É certo que o texto da Lei n. 13.363/16 poderia ser mais minudente e claro quanto ao termo inicial do prazo de suspensão do processo em caso de parto. Suas eventuais omissões e obscuridades podem e devem ser supridas com uma adequada leitura doutrinária e jurisprudencial.

Tomadas essas cautelas e precauções, resta a todos nós comemorar essas novas garantias incorporadas ao CPC/15, que certamente implicarão mudanças significativas na rotina da advogada (e do advogado) autônoma brasileira.

[1] ““Art. 313. (...)

IX - pelo parto ou pela concessão de adoção, quando a advogada responsável pelo processo constituir a única patrona da causa;

X - quando o advogado responsável pelo processo constituir o único patrono da causa e tornar-se pai. (...)

§ 6o No caso do inciso IX, o período de suspensão será de 30 (trinta) dias, contado a partir da data do parto ou da concessão da adoção, mediante apresentação de certidão de nascimento ou documento similar que comprove a realização do parto, ou de termo judicial que tenha concedido a adoção, desde que haja notificação ao cliente.

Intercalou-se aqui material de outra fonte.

//! CSV source ingestion
//!
//! Reads the medicine export into [`RawRecord`]s keyed by header. Cells that
//! hold a null marker (empty, `NA`, `NaN`, `null`, ...) are dropped while
//! reading, so [`RawRecord::get`] returns `None` for them exactly as it does
//! for a column the file does not have.
//!
//! Rows that cannot be decoded are kept as [`MalformedRow`]s rather than
//! failing the whole read. I/O failures are fatal.

use medseed_common::{Result, SeedError};
use std::collections::HashMap;
use std::fs::File;
use std::io;
use std::path::Path;
use tracing::debug;

/// Cell values read as "no value". Matches the default NA markers of the
/// spreadsheet tooling the export comes from.
pub const NULL_TOKENS: &[&str] = &[
    "", "#N/A", "#N/A N/A", "#NA", "-1.#IND", "-1.#QNAN", "-NaN", "-nan", "1.#IND", "1.#QNAN",
    "<NA>", "N/A", "NA", "NULL", "NaN", "None", "n/a", "nan", "null",
];

pub fn is_null_token(value: &str) -> bool {
    NULL_TOKENS.contains(&value)
}

/// One data row, keyed by column header
#[derive(Debug, Clone, PartialEq, Eq)]
pub struct RawRecord {
    line: u64,
    values: HashMap<String, String>,
}

impl RawRecord {
    /// Build a record from `(column, cell)` pairs, dropping null cells.
    ///
    /// When a header repeats, the first column wins.
    pub fn from_pairs<K, V>(line: u64, pairs: impl IntoIterator<Item = (K, V)>) -> Self
    where
        K: AsRef<str>,
        V: AsRef<str>,
    {
        let mut values = HashMap::new();
        for (column, cell) in pairs {
            let cell = cell.as_ref();
            if is_null_token(cell) {
                continue;
            }
            values
                .entry(column.as_ref().to_string())
                .or_insert_with(|| cell.to_string());
        }
        Self { line, values }
    }

    /// 1-based line in the source file (the header is line 1)
    pub fn line(&self) -> u64 {
        self.line
    }

    /// Raw cell for `column`, or `None` when the column is missing or null
    pub fn get(&self, column: &str) -> Option<&str> {
        self.values.get(column).map(String::as_str)
    }
}

/// A row the CSV reader could not decode
#[derive(Debug, Clone, PartialEq, Eq)]
pub struct MalformedRow {
    pub line: u64,
    pub reason: String,
}

pub type SourceRow = std::result::Result<RawRecord, MalformedRow>;

/// Everything read from one CSV file, in file order
#[derive(Debug, Default)]
pub struct SourceRows {
    pub headers: Vec<String>,
    pub rows: Vec<SourceRow>,
}

impl SourceRows {
    pub fn len(&self) -> usize {
        self.rows.len()
    }

    pub fn is_empty(&self) -> bool {
        self.rows.is_empty()
    }
}

/// Read the CSV at `path`.
///
/// Returns [`SeedError::InputNotFound`] when the file does not exist, so
/// callers can stop before doing anything destructive.
pub fn read_csv_file(path: &Path, limit: Option<usize>) -> Result<SourceRows> {
    if !path.exists() {
        return Err(SeedError::InputNotFound(path.to_path_buf()));
    }

    let file = File::open(path).map_err(|e| SeedError::input_read(path, e))?;
    read_csv(file, path, limit)
}

/// Read CSV data from any reader. `origin` is only used in error messages.
pub fn read_csv<R: io::Read>(reader: R, origin: &Path, limit: Option<usize>) -> Result<SourceRows> {
    let mut reader = csv::ReaderBuilder::new()
        .flexible(true)
        .from_reader(reader);

    let headers: Vec<String> = reader
        .headers()
        .map_err(|e| SeedError::input_read(origin, e))?
        .iter()
        .map(|h| h.trim().to_string())
        .collect();

    if headers.iter().all(String::is_empty) {
        return Err(SeedError::input_read(origin, "missing header row"));
    }

    let mut rows = Vec::new();
    for result in reader.records() {
        if limit.is_some_and(|max| rows.len() >= max) {
            debug!(limit = ?limit, "Reached row limit");
            break;
        }

        match result {
            Ok(record) => {
                let line = record.position().map(|p| p.line()).unwrap_or_default();
                rows.push(Ok(RawRecord::from_pairs(
                    line,
                    headers.iter().zip(record.iter()),
                )));
            },
            Err(e) if matches!(e.kind(), csv::ErrorKind::Io(_)) => {
                return Err(SeedError::input_read(origin, e));
            },
            Err(e) => {
                let line = e.position().map(|p| p.line()).unwrap_or_default();
                rows.push(Err(MalformedRow {
                    line,
                    reason: e.to_string(),
                }));
            },
        }
    }

    Ok(SourceRows { headers, rows })
}
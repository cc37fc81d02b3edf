//! Progress bar utilities
//!
//! Provides the insert progress indicator shown while batches are written.

use indicatif::{ProgressBar, ProgressDrawTarget, ProgressStyle};

const BATCH_TEMPLATE: &str =
    "{msg}\n{spinner:.green} [{elapsed_precise}] [{wide_bar:.cyan/blue}] {pos}/{len} docs ({eta})";

/// Create a progress bar counting inserted documents
pub fn create_insert_progress(total: u64, message: &str) -> ProgressBar {
    let pb = ProgressBar::new(total);
    let style = ProgressStyle::default_bar()
        .template(BATCH_TEMPLATE)
        .map(|style| style.progress_chars("#>-"))
        .unwrap_or_else(|_| ProgressStyle::default_bar());
    pb.set_style(style);
    pb.set_message(message.to_string());
    pb
}

/// A bar that draws nothing, used when progress output is disabled
pub fn hidden_progress(total: u64) -> ProgressBar {
    ProgressBar::with_draw_target(Some(total), ProgressDrawTarget::hidden())
}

§ 7o No caso do inciso X, o período de suspensão será de 8 (oito) dias, contado a partir da data do parto ou da concessão da adoção, mediante apresentação de certidão de nascimento ou documento similar que comprove a realização do parto, ou de termo judicial que tenha concedido a adoção, desde que haja notificação ao cliente.” (NR)”.

[2] VITORELLI, Edilson. Mudou o CPC! As boas intenções das quais o inferno está cheio. Disponível em: < http://www.edilsonvitorelli.com/2016/11/mudouocpc-as-boas-intencoes-das-quais.html>. Acesso em 30 nov 2016.

[3] EDcl no REsp 861.723/SP, Rel. Ministra ELIANA CALMON, SEGUNDA TURMA, julgado em 09/06/2009, DJe 25/06/2009; AgRg na AR 2.995/RS, Rel. Ministro GILSON DIPP, TERCEIRA SEÇÃO, julgado em 10/03/2004, DJ 19/04/2004, p. 151; REsp 32.667/PR, Rel. Ministro FONTES DE ALENCAR, QUARTA TURMA, julgado em 24/06/1996, DJ 23/09/1996, p. 35109.

[4] ARAGÃO, Egas Dirceu Moniz. Comentários ao Código de Processo Civil. V. II. 9 ed. Rio de Janeiro: Forense, 2000, p. 368.

[5] ARAGÃO, Egas Dirceu Moniz. Comentários ao Código de Processo Civil. V. II. 9 ed. Rio de Janeiro: Forense, 2000, p. 368; THEODORO JR, Humberto. Novo Código de Processo Civil – Anotado. 20 ed. Rio de Janeiro: Forense, 2016.